§ **REQUIRED ACTION**:
How many lines below hold the string "CliError"? Report that number alone.

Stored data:
▽

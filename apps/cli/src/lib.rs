//! # Stockroom CLI Library
//!
//! Everything behind the `stockroom` binary. `main.rs` only parses
//! arguments and hands off to [`run`].
//!
//! ## Module Organization
//! ```text
//! stockroom_cli/
//! ├── lib.rs          ◄─── You are here (startup & logging)
//! ├── config.rs       ◄─── clap args + TOML config file
//! ├── commands.rs     ◄─── Command dispatch, one-shot reports
//! ├── menu.rs         ◄─── Interactive numbered menu
//! ├── prompt.rs       ◄─── Line prompts with retry
//! ├── render.rs       ◄─── Text / JSON output
//! └── error.rs        ◄─── User-facing error type
//! ```

pub mod commands;
pub mod config;
pub mod error;
pub mod menu;
pub mod prompt;
pub mod render;

use anyhow::Context;
use tracing::info;
use tracing_subscriber::EnvFilter;

use commands::CommandError;
use config::{AppConfig, Command};
use error::CliError;
use stockroom_db::{Database, DbConfig};

/// How a run ended, for the process exit code.
#[derive(Debug, Clone, Copy, PartialEq, Eq)]
pub enum Outcome {
    Success,
    /// The requested operation was rejected; the reason was printed.
    Rejected,
}

/// Runs the application.
///
/// ## Startup Sequence
/// ```text
/// ┌─────────────────────────────────────────────────────────────────────────┐
/// │                       Application Startup                               │
/// │                                                                         │
/// │  1. Initialize Logging ───────────────────────────────────────────────► │
/// │     • tracing-subscriber to stderr                                      │
/// │     • RUST_LOG > --verbose > config file > "warn"                       │
/// │                                                                         │
/// │  2. Connect to Database ──────────────────────────────────────────────► │
/// │     • SQLite file, created if missing                                   │
/// │     • Run pending migrations                                            │
/// │                                                                         │
/// │  3. Dispatch ─────────────────────────────────────────────────────────► │
/// │     • menu (default), low-stock, transactions                           │
/// └─────────────────────────────────────────────────────────────────────────┘
/// ```
///
/// ## Errors
/// Returns an error when the database cannot be opened or migrated, or the
/// terminal fails. Rejected operations are printed and reported as
/// [`Outcome::Rejected`] instead.
pub async fn run(config: AppConfig) -> anyhow::Result<Outcome> {
    init_tracing(&config.log_filter);

    info!(path = %config.database_path.display(), "Opening database");

    let db = Database::new(DbConfig::new(&config.database_path))
        .await
        .with_context(|| {
            format!(
                "failed to open database {}",
                config.database_path.display()
            )
        })?;

    let result = commands::execute(&db, &config.command).await;
    db.close().await;

    match result {
        Ok(()) => Ok(Outcome::Success),
        Err(CommandError::Cli(err)) => {
            report_rejection(&config.command, &err)?;
            Ok(Outcome::Rejected)
        }
        Err(err) => Err(err.into()),
    }
}

/// Prints a rejected one-shot command: JSON on stdout for `--json`,
/// otherwise a warning line on stderr.
fn report_rejection(command: &Command, err: &CliError) -> anyhow::Result<()> {
    let json = matches!(
        command,
        Command::LowStock { json: true, .. } | Command::Transactions { json: true }
    );

    if json {
        print!("{}", render::json(err)?);
    } else {
        eprintln!("⚠ {err}");
    }
    Ok(())
}

/// Initializes the tracing subscriber on stderr.
///
/// `RUST_LOG` overrides `default_filter` when set.
fn init_tracing(default_filter: &str) {
    let filter =
        EnvFilter::try_from_default_env().unwrap_or_else(|_| EnvFilter::new(default_filter));

    tracing_subscriber::fmt()
        .with_env_filter(filter)
        .with_writer(std::io::stderr)
        .init();
}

△

§ **SOLVED PROBLEM**:
2